Task details:
From the entries that follow, report every line in which "await" occurs.

[Saved entries]
use movies_etl::{checker::ConsistencyChecker, config::Config, logging};

#[tokio::main]
async fn main() -> anyhow::Result<()> {
    logging::init();

    let config = Config::from_env()?;
    let (reader, writer) = movies_etl::open(&config).await?;

    let report = ConsistencyChecker::new(&reader, &writer).run().await?;
    println!("{}", serde_json::to_string_pretty(&report)?);

    Ok(())
}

Answer to the problem:
    let (reader, writer) = movies_etl::open(&config).await?;
    let report = ConsistencyChecker::new(&reader, &writer).run().await?;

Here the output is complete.